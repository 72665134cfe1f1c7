//! Integration tests for the crawler
//!
//! These tests use wiremock to create mock news sites and run the full
//! crawl cycle end-to-end against them.

use corpus_crawler::config::{Config, CrawlerConfig, OutputConfig, SiteEntry, UserAgentConfig};
use corpus_crawler::crawler::{run_crawl, CrawlOptions};
use corpus_crawler::output::CrawlReport;
use corpus_crawler::state::PageOutcome;
use corpus_crawler::{CorpusError, OutputError};
use std::path::Path;
use tempfile::TempDir;
use wiremock::matchers::{header, method, path};
use wiremock::{Mock, MockServer, ResponseTemplate};

const DETAIL_1: &str = "/2025/0612/c_1130000001-first-detail-article.htm";
const DETAIL_2: &str = "/2025/0612/c_1130000002-second-detail-article.htm";
const DETAIL_3: &str = "/2025/0612/c_1130000003-third-detail-article.htm";
const OFF_DOMAIN: &str = "https://other-domain.com/2025/0612/c_1130000009-off-domain.htm";

/// Creates a single-site test configuration for the given mock server
fn create_test_config(base_url: &str, output_dir: &Path, max_pages: usize) -> Config {
    Config {
        crawler: CrawlerConfig {
            max_pages,
            delay_seconds: 0.0,
            request_timeout_seconds: 5,
            parallel_sites: false,
        },
        user_agent: UserAgentConfig::default(),
        output: OutputConfig {
            directory: output_dir.display().to_string(),
            summary_path: None,
        },
        sites: vec![site_entry("mock", base_url)],
    }
}

fn site_entry(name: &str, base_url: &str) -> SiteEntry {
    SiteEntry {
        name: name.to_string(),
        seed: format!("{}/", base_url),
        allow_prefixes: vec![format!("{}/", base_url)],
        output_prefix: Some(format!("{}_news", name)),
        output_subdir: None,
        year_marker: Some("/2025".to_string()),
        min_url_length: 50,
        content_selector: None,
        fallback_encoding: None,
        max_pages: None,
    }
}

fn html_response(body: String) -> ResponseTemplate {
    ResponseTemplate::new(200)
        .set_body_string(body)
        .insert_header("content-type", "text/html")
}

fn index_page(links: &[&str]) -> String {
    let anchors: String = links
        .iter()
        .map(|href| format!(r#"<a href="{}">link</a>"#, href))
        .collect();
    format!(
        "<html><head><title>Index</title></head><body><nav>{}</nav></body></html>",
        anchors
    )
}

fn detail_page(title: &str, paragraphs: &[&str]) -> String {
    let body: String = paragraphs
        .iter()
        .map(|p| format!("<p>{}</p>\n", p))
        .collect();
    format!(
        "<html><head><title>{}</title></head><body>{}</body></html>",
        title, body
    )
}

async fn mount_page(server: &MockServer, route: &str, body: String, expected_hits: u64) {
    Mock::given(method("GET"))
        .and(path(route))
        .respond_with(html_response(body))
        .expect(expected_hits)
        .mount(server)
        .await;
}

async fn crawl_single(config: &Config) -> CrawlReport {
    let mut reports = run_crawl(config, &CrawlOptions::default())
        .await
        .expect("Crawl failed");
    assert_eq!(reports.len(), 1);
    reports.remove(0)
}

fn read(dir: &Path, name: &str) -> String {
    std::fs::read_to_string(dir.join(name)).expect("Failed to read corpus file")
}

#[tokio::test]
async fn test_page_budget_stops_crawl() {
    let mock_server = MockServer::start().await;
    let base_url = mock_server.uri();

    Mock::given(method("GET"))
        .and(path("/"))
        .and(header(
            "user-agent",
            "Mozilla/5.0 (compatible; AcademicCrawler/1.0)",
        ))
        .respond_with(html_response(index_page(&[
            DETAIL_1, DETAIL_2, OFF_DOMAIN, DETAIL_3,
        ])))
        .expect(1)
        .mount(&mock_server)
        .await;

    mount_page(&mock_server, DETAIL_1, detail_page("One", &["First story."]), 1).await;
    mount_page(&mock_server, DETAIL_2, detail_page("Two", &["Second story."]), 1).await;
    mount_page(&mock_server, DETAIL_3, detail_page("Three", &["Third story."]), 0).await;

    let out = TempDir::new().unwrap();
    let config = create_test_config(&base_url, out.path(), 2);
    let report = crawl_single(&config).await;

    let site_dir = out.path().join("mock");
    assert_eq!(report.directory, site_dir);
    assert_eq!(report.entries.len(), 2);
    assert_eq!(read(&site_dir, "mock_news_1.txt"), "One First story.");
    assert_eq!(read(&site_dir, "mock_news_2.txt"), "Two Second story.");
    assert!(!site_dir.join("mock_news_3.txt").exists());

    // Off-domain link is filtered before it reaches the frontier
    assert_eq!(report.stats.links_discovered, 3);
    assert_eq!(report.stats.pages_saved(), 2);
    assert_eq!(report.stats.urls_processed, 3);
}

#[tokio::test]
async fn test_each_url_fetched_at_most_once() {
    let mock_server = MockServer::start().await;
    let base_url = mock_server.uri();

    mount_page(&mock_server, "/", index_page(&["/world/", DETAIL_1, "/"]), 1).await;
    mount_page(
        &mock_server,
        "/world/",
        index_page(&["/", DETAIL_1, "/world/", DETAIL_2]),
        1,
    )
    .await;
    mount_page(&mock_server, DETAIL_1, detail_page("One", &["Story one."]), 1).await;
    mount_page(&mock_server, DETAIL_2, detail_page("Two", &["Story two."]), 1).await;

    let out = TempDir::new().unwrap();
    let config = create_test_config(&base_url, out.path(), 100);
    let report = crawl_single(&config).await;

    assert_eq!(report.entries.len(), 2);
    assert_eq!(report.stats.urls_processed, 4);
    assert_eq!(report.stats.index_pages, 2);
    assert_eq!(report.stats.detail_pages, 2);
    assert!(report.stats.duplicates_skipped >= 3);

    // Breadth-first: the article linked from the seed is saved first
    assert_eq!(report.entries[0].url, format!("{}{}", base_url, DETAIL_1));
    assert_eq!(report.entries[1].url, format!("{}{}", base_url, DETAIL_2));
}

#[tokio::test]
async fn test_empty_articles_do_not_consume_ordinals() {
    let mock_server = MockServer::start().await;
    let base_url = mock_server.uri();

    mount_page(
        &mock_server,
        "/",
        index_page(&[DETAIL_1, DETAIL_2, DETAIL_3]),
        1,
    )
    .await;
    mount_page(&mock_server, DETAIL_1, detail_page("Gallery", &["", "  "]), 1).await;
    mount_page(&mock_server, DETAIL_2, detail_page("Two", &["Story two."]), 1).await;
    mount_page(&mock_server, DETAIL_3, detail_page("Three", &["Story three."]), 1).await;

    let out = TempDir::new().unwrap();
    let config = create_test_config(&base_url, out.path(), 10);
    let report = crawl_single(&config).await;

    let ordinals: Vec<usize> = report.entries.iter().map(|e| e.ordinal).collect();
    assert_eq!(ordinals, vec![1, 2]);
    assert_eq!(report.stats.count(PageOutcome::EmptyContent), 1);

    let site_dir = out.path().join("mock");
    assert_eq!(read(&site_dir, "mock_news_1.txt"), "Two Story two.");
    assert_eq!(read(&site_dir, "mock_news_2.txt"), "Three Story three.");
    assert_eq!(std::fs::read_dir(&site_dir).unwrap().count(), 2);
}

#[tokio::test]
async fn test_error_status_pages_are_still_processed() {
    let mock_server = MockServer::start().await;
    let base_url = mock_server.uri();

    mount_page(
        &mock_server,
        "/",
        index_page(&["/broken/", DETAIL_1, DETAIL_2]),
        1,
    )
    .await;

    // A listing served with 500 still yields its links
    Mock::given(method("GET"))
        .and(path("/broken/"))
        .respond_with(
            ResponseTemplate::new(500)
                .set_body_string(index_page(&[DETAIL_3]))
                .insert_header("content-type", "text/html"),
        )
        .expect(1)
        .mount(&mock_server)
        .await;

    Mock::given(method("GET"))
        .and(path(DETAIL_1))
        .respond_with(
            ResponseTemplate::new(404)
                .set_body_string(detail_page("Gone", &["Article body served with 404."]))
                .insert_header("content-type", "text/html"),
        )
        .expect(1)
        .mount(&mock_server)
        .await;

    mount_page(&mock_server, DETAIL_2, detail_page("Two", &["Story two."]), 1).await;
    mount_page(&mock_server, DETAIL_3, detail_page("Three", &["Story three."]), 1).await;

    let out = TempDir::new().unwrap();
    let config = create_test_config(&base_url, out.path(), 10);
    let report = crawl_single(&config).await;

    let site_dir = out.path().join("mock");
    assert_eq!(report.entries.len(), 3);
    assert_eq!(
        read(&site_dir, "mock_news_1.txt"),
        "Gone Article body served with 404."
    );
    assert_eq!(read(&site_dir, "mock_news_2.txt"), "Two Story two.");
    assert_eq!(read(&site_dir, "mock_news_3.txt"), "Three Story three.");

    assert_eq!(report.stats.error_responses(), 2);
    assert_eq!(report.stats.error_statuses.get(&404), Some(&1));
    assert_eq!(report.stats.error_statuses.get(&500), Some(&1));
    assert_eq!(report.stats.fetch_failures(), 0);
}

#[tokio::test]
async fn test_network_failures_are_skipped() {
    let mock_server = MockServer::start().await;
    let base_url = mock_server.uri();

    mount_page(&mock_server, "/", index_page(&[DETAIL_1, DETAIL_2]), 1).await;

    // The first article answers too slowly for the client timeout
    Mock::given(method("GET"))
        .and(path(DETAIL_1))
        .respond_with(
            html_response(detail_page("Slow", &["Never read."]))
                .set_delay(std::time::Duration::from_secs(8)),
        )
        .expect(1)
        .mount(&mock_server)
        .await;

    mount_page(&mock_server, DETAIL_2, detail_page("Two", &["Story two."]), 1).await;

    let out = TempDir::new().unwrap();
    let config = create_test_config(&base_url, out.path(), 10);
    let report = crawl_single(&config).await;

    assert_eq!(report.entries.len(), 1);
    assert_eq!(report.entries[0].ordinal, 1);
    assert_eq!(report.stats.count(PageOutcome::Unreachable), 1);
    assert_eq!(report.stats.fetch_failures(), 1);
    assert_eq!(
        read(&out.path().join("mock"), "mock_news_1.txt"),
        "Two Story two."
    );
}
//! Configuration module for Corpus-Crawler
//!
//! This module handles loading, parsing, and validating TOML configuration files.
//!
//! # Example
//!
//! ```no_run
//! use corpus_crawler::config::load_config;
//! use std::path::Path;
//!
//! let config = load_config(Path::new("crawl.toml")).unwrap();
//! println!("Each site stops after {} articles", config.crawler.max_pages);
//! ```

mod parser;
mod types;
mod validation;

// Re-export types
pub use types::{Config, CrawlerConfig, OutputConfig, SiteEntry, UserAgentConfig};

// Re-export parser functions
pub use parser::{compute_config_hash, load_config, load_config_with_hash, parse_config};
pub use validation::validate;
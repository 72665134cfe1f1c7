//! Breadth-first frontier for a single site crawl
//!
//! This module handles:
//! - The FIFO queue of URLs awaiting processing
//! - The visited set guaranteeing each URL is processed at most once
//!
//! Links are appended without checking the visited set; repeats are dropped
//! when they reach the head of the queue.

use std::collections::{HashSet, VecDeque};

/// FIFO queue plus visited set, owned by one crawler instance
#[derive(Debug, Default)]
pub struct Frontier {
    /// URLs waiting to be processed, head first
    queue: VecDeque<String>,

    /// Every URL handed out by `next_unvisited`; never pruned
    visited: HashSet<String>,

    /// Number of dequeued URLs dropped because they were already visited
    duplicates_skipped: u64,
}

impl Frontier {
    /// Creates a frontier holding only the seed URL
    pub fn new(seed: impl Into<String>) -> Self {
        let mut frontier = Self::default();
        frontier.push(seed);
        frontier
    }

    /// Appends a URL to the tail of the queue
    pub fn push(&mut self, url: impl Into<String>) {
        self.queue.push_back(url.into());
    }

    /// Appends URLs to the tail of the queue, preserving their order
    pub fn extend<I>(&mut self, urls: I)
    where
        I: IntoIterator<Item = String>,
    {
        self.queue.extend(urls);
    }

    /// Pops queue entries until one has not been visited, marks it visited
    /// and returns it
    ///
    /// # Returns
    ///
    /// * `Some(String)` - A URL that has never been handed out before
    /// * `None` - The queue is exhausted
    pub fn next_unvisited(&mut self) -> Option<String> {
        while let Some(url) = self.queue.pop_front() {
            if self.visited.contains(&url) {
                self.duplicates_skipped += 1;
                tracing::trace!("Skipping already visited URL: {}", url);
                continue;
            }
            self.visited.insert(url.clone());
            return Some(url);
        }
        None
    }

    /// Number of entries currently queued, repeats included
    pub fn queued(&self) -> usize {
        self.queue.len()
    }

    pub fn duplicates_skipped(&self) -> u64 {
        self.duplicates_skipped
    }
}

● ● ● ●

Beginning with the line that has "were already visited" and ending with the line that has "pub fn extend<I>(&mut self, urls: I)", set down the lines above exactly and include no others.

**Result of the task**
    /// Number of dequeued URLs dropped because they were already visited
    duplicates_skipped: u64,
}

impl Frontier {
    /// Creates a frontier holding only the seed URL
    pub fn new(seed: impl Into<String>) -> Self {
        let mut frontier = Self::default();
        frontier.push(seed);
        frontier
    }

    /// Appends a URL to the tail of the queue
    pub fn push(&mut self, url: impl Into<String>) {
        self.queue.push_back(url.into());
    }

    /// Appends URLs to the tail of the queue, preserving their order
    pub fn extend<I>(&mut self, urls: I)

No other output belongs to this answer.